Proximity to one is a sure sign that both you and your property have cachet

Are you in the club? If you take Groucho Marx’s view, “I refuse to join any club that would have me as a member,” you may think that private clubs are as buttoned-up as their whisky-soaked members. But from Singapore to Ibiza, a new generation of private members’ clubs are emerging, offering a second home – with a negroni – for a clientele eager to network and party in a thoroughly modern manner. If you want to know whether your property has premium cachet, proximity to one of these high-end clubs is a sure sign.

Soho House led the charge, opening in London in 1995. It was a home for thrusting young creatives who most certainly did not wear a tie for work or play. The company’s rapid expansion has led to the establishment of 24 overseas destinations from Mumbai to Nashville; Copenhagen and Stockholm are the next to open.

“London has always been the centre for sophisticated members clubs,” says David Forbes, the chairman of Savills estate agency’s the Private Office. “It started with nightclubs such as Annabel’s, originally hidden in basements, then evolved to dining clubs, such as Mark’s Club and Harry’s Bar. The best clubs in London, and possibly the world, are Annabel’s, Oswald’s and 5 Hertford Street, Now, London-style clubs are rolling out around the world.”

Take a global tour of the new members-only establishments:


67 Pall Mall Singapore opened in February this year, giving members access to a collection of 5,000 wines, “the biggest and most diverse wine list in southeast Asia”. Membership costs include a one-off joining fee of S$2,400 and a monthly charge of S$100 to S$200. It’s one of a number of clubs to have opened recently in the city-state says Ben Jones, chief executive of the Mandala Group. He opened the Mandala Club at the end of last year, rebranding and renovating an existing club in a striking building close to Marina Bay.
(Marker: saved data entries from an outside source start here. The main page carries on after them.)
#[cfg(test)]
mod tests {
    use super::*;
    use crate::piece_table::{FileEntry, HashAlgorithm};
    use crate::transfer::{start_with, TransferParameters};
    use crate::verifier::digest;
    use tempfile::tempdir;

    fn table(content: &[u8], piece_size: u32) -> Arc<PieceTable> {
        let hashes = content
            .chunks(piece_size as usize)
            .map(|chunk| digest(HashAlgorithm::Sha1, chunk))
            .collect();
        Arc::new(
            PieceTable::new(
                vec![8; 20],
                HashAlgorithm::Sha1,
                piece_size,
                hashes,
                vec![FileEntry {
                    path: PathBuf::from("payload.bin"),
                    length: content.len() as u64,
                }],
            )
            .unwrap(),
        )
    }

    fn quick_settings() -> Settings {
        Settings {
            min_peers: 1,
            peer_refill_interval_ms: 50,
            tick_interval_ms: 20,
            connect_timeout_ms: 200,
            backoff_base_ms: 10,
            backoff_max_ms: 20,
            backoff_jitter_ms: 0,
            max_connect_attempts: 2,
            shutdown_grace_ms: 200,
            ..Settings::default()
        }
    }

    #[tokio::test]
    async fn test_resume_of_complete_data_needs_no_peers() {
        let dir = tempdir().unwrap();
        let content: Vec<u8> = (0..5000u32).map(|i| (i % 97) as u8).collect();
        std::fs::write(dir.path().join("payload.bin"), &content).unwrap();

        let handle = start_with(TransferParameters {
            table: table(&content, 1024),
            source: Vec::<SocketAddr>::new(),
            destination: dir.path().to_path_buf(),
            settings: quick_settings(),
            listener: None,
        });
        let progress_rx = handle.watch_progress();
        assert_eq!(handle.wait().await, Ok(()));
        let progress = progress_rx.borrow().clone();
        assert_eq!(progress.status, TransferStatus::Completed);
        assert_eq!(progress.bytes_done, 5000);
        assert_eq!(progress.active_peers, 0);
    }

    #[tokio::test]
    async fn test_partial_resume_keeps_only_valid_pieces() {
        let dir = tempdir().unwrap();
        let content: Vec<u8> = (0..4096u32).map(|i| (i % 89) as u8).collect();
        let mut on_disk = content.clone();
        on_disk[3000] ^= 0x01;
        std::fs::write(dir.path().join("payload.bin"), &on_disk).unwrap();

        let (_tx, rx) = mpsc::channel::<Vec<SocketAddr>>(1);
        let handle = start_with(TransferParameters {
            table: table(&content, 1024),
            source: rx,
            destination: dir.path().to_path_buf(),
            settings: quick_settings(),
            listener: None,
        });
        let mut progress_rx = handle.watch_progress();
        let progress = progress_rx
            .wait_for(|p| p.pieces_done > 0)
            .await
            .unwrap()
            .clone();
        assert_eq!(progress.pieces_done, 3);
        assert_eq!(progress.bytes_done, 3072);
        assert_eq!(handle.cancel().await, Err(TransferError::TransferCancelled));
    }

    #[tokio::test]
    async fn test_no_peers_available_with_dry_source() {
        let dir = tempdir().unwrap();
        let content = vec![1u8; 2048];
        // Nothing listens on a freshly released port.
        let unused = {
            let listener = std::net::TcpListener::bind("127.0.0.1:0").unwrap();
            listener.local_addr().unwrap()
        };

        let mut handle = start_with(TransferParameters {
            table: table(&content, 1024),
            source: vec![unused],
            destination: dir.path().to_path_buf(),
            settings: quick_settings(),
            listener: None,
        });
        let mut events = handle.events();
        let result = timeout(Duration::from_secs(10), handle.wait())
            .await
            .expect("transfer should give up");
        assert_eq!(result, Err(TransferError::NoPeersAvailable));

        use tokio_stream::StreamExt;
        let mut saw_failure = false;
        while let Some(Ok(event)) = events.next().await {
            if event == TransferEvent::TransferFailed(TransferError::NoPeersAvailable) {
                saw_failure = true;
            }
        }
        assert!(saw_failure);
    }

    #[tokio::test]
    async fn test_cancel_reports_cancelled() {
        let dir = tempdir().unwrap();
        let content = vec![2u8; 2048];
        let (_tx, rx) = mpsc::channel::<Vec<SocketAddr>>(1);
        let handle = start_with(TransferParameters {
            table: table(&content, 1024),
            source: rx,
            destination: dir.path().to_path_buf(),
            settings: quick_settings(),
            listener: None,
        });
        tokio::time::sleep(Duration::from_millis(50)).await;
        assert!(!handle.is_finished());
        let progress = handle.progress();
        assert_eq!(progress.bytes_total, 2048);

        let result = timeout(Duration::from_secs(5), handle.cancel())
            .await
            .expect("cancel should finish within the grace period");
        assert_eq!(result, Err(TransferError::TransferCancelled));
    }

    #[tokio::test]
    async fn test_unwritable_destination_fails() {
        let dir = tempdir().unwrap();
        let blocker = dir.path().join("not-a-dir");
        std::fs::write(&blocker, b"file").unwrap();
        let content = vec![3u8; 100];

        let handle = start_with(TransferParameters {
            table: table(&content, 100),
            source: Vec::<SocketAddr>::new(),
            destination: blocker,
            settings: quick_settings(),
            listener: None,
        });
        let result = handle.wait().await;
        assert!(matches!(result, Err(TransferError::Io(_))), "{:?}", result);
    }

    #[tokio::test(start_paused = true)]
    async fn test_dial_maps_timeout_and_refusal() {
        let peer: SocketAddr = "10.0.0.9:6881".parse().unwrap();
        let stalled = dial(
            peer,
            Duration::from_secs(10),
            std::future::pending::<io::Result<()>>(),
        );
        assert_eq!(stalled.await, Err(TransferError::ConnectTimeout(peer)));

        let refused = dial(peer, Duration::from_secs(10), async {
            Err::<(), _>(io::Error::from(io::ErrorKind::ConnectionRefused))
        })
        .await;
        assert!(matches!(refused, Err(TransferError::Io(_))), "{:?}", refused);
    }

    #[tokio::test]
    async fn test_silent_peer_is_retried_until_exhausted() {
        let dir = tempdir().unwrap();
        let content = vec![4u8; 2048];
        let listener = TcpListener::bind("127.0.0.1:0").await.unwrap();
        let silent = listener.local_addr().unwrap();
        let accepted = Arc::new(std::sync::atomic::AtomicUsize::new(0));
        let counter = accepted.clone();
        tokio::spawn(async move {
            let mut held = Vec::new();
            while let Ok((stream, _)) = listener.accept().await {
                counter.fetch_add(1, std::sync::atomic::Ordering::SeqCst);
                held.push(stream);
            }
        });

        let handle = start_with(TransferParameters {
            table: table(&content, 1024),
            source: vec![silent],
            destination: dir.path().to_path_buf(),
            settings: Settings {
                handshake_timeout_ms: 100,
                ..quick_settings()
            },
            listener: None,
        });
        let result = timeout(Duration::from_secs(10), handle.wait())
            .await
            .expect("handshake timeouts should exhaust the peer");
        assert_eq!(result, Err(TransferError::NoPeersAvailable));
        assert_eq!(
            accepted.load(std::sync::atomic::Ordering::SeqCst),
            quick_settings().max_connect_attempts as usize
        );
    }
}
“Until recently, members’ clubs across Asia were generally old-fashioned ones,” he says. “It’s amazing, for example, in Tokyo, a city of 37 million, that there isn’t a forward-thinking club based around art and culture. However, just as over the past decade London has seen a huge increase in a new wave of clubs, the trend is starting in Asia, and specifically Singapore.


Alongside its location in Singapore, 67 Pall Mall has opened an outpost in the elite Swiss resort of Verbier. The club is on the Rue de Médran, with a members only dining room upstairs that claims “the most diverse wine list in the Alps” and a public bar downstairs. There’s also a gym and Verbier’s only microbrewery.

“A private members’ club like 67 Pall Mall wouldn’t have worked in Verbier ten years ago,” says Alex Koch de Gooreynd, head of the Swiss desk at Knight Frank. “Verbier is encouraging more people to live there full time, and these residents need somewhere to go to relax, to escape from the crowds and meet friends. They want an elegant restaurant with London-level food and service, not just fondue.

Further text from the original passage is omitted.